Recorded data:

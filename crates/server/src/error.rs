//! 请求参数解析错误

use reqdata_core::FormError;

/// 请求体解析失败
///
/// 只有请求体无法按声明的 Content-Type 解码时才会出现；查询串中的错误片段会被丢弃。
#[derive(Debug, thiserror::Error)]
pub enum ParseError {
    #[error("multipart 解析失败: {0}")]
    Multipart(#[from] multer::Error),

    #[error("读取请求体失败: {0}")]
    Body(#[source] axum::Error),

    #[error("请求体超过 {limit} 字节限制")]
    BodyTooLarge { limit: usize },

    #[error("multipart 非文件字段超过 {limit} 字节内存限制")]
    MemoryLimit { limit: usize },

    #[error("表单格式错误: {0}")]
    Form(#[from] FormError),
}

impl ParseError {
    /// 是否因为大小限制而失败
    pub fn is_too_large(&self) -> bool {
        matches!(
            self,
            ParseError::BodyTooLarge { .. }
                | ParseError::MemoryLimit { .. }
                | ParseError::Multipart(multer::Error::StreamSizeExceeded { .. })
                | ParseError::Multipart(multer::Error::FieldSizeExceeded { .. })
        )
    }
}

## [PROBLEM REQUIREMENTS]
Filter the entries down to the lines with the word "MemoryLimit" in them, and copy those lines.

## [YOUR SOLUTION]
    MemoryLimit { limit: usize },
                | ParseError::MemoryLimit { .. }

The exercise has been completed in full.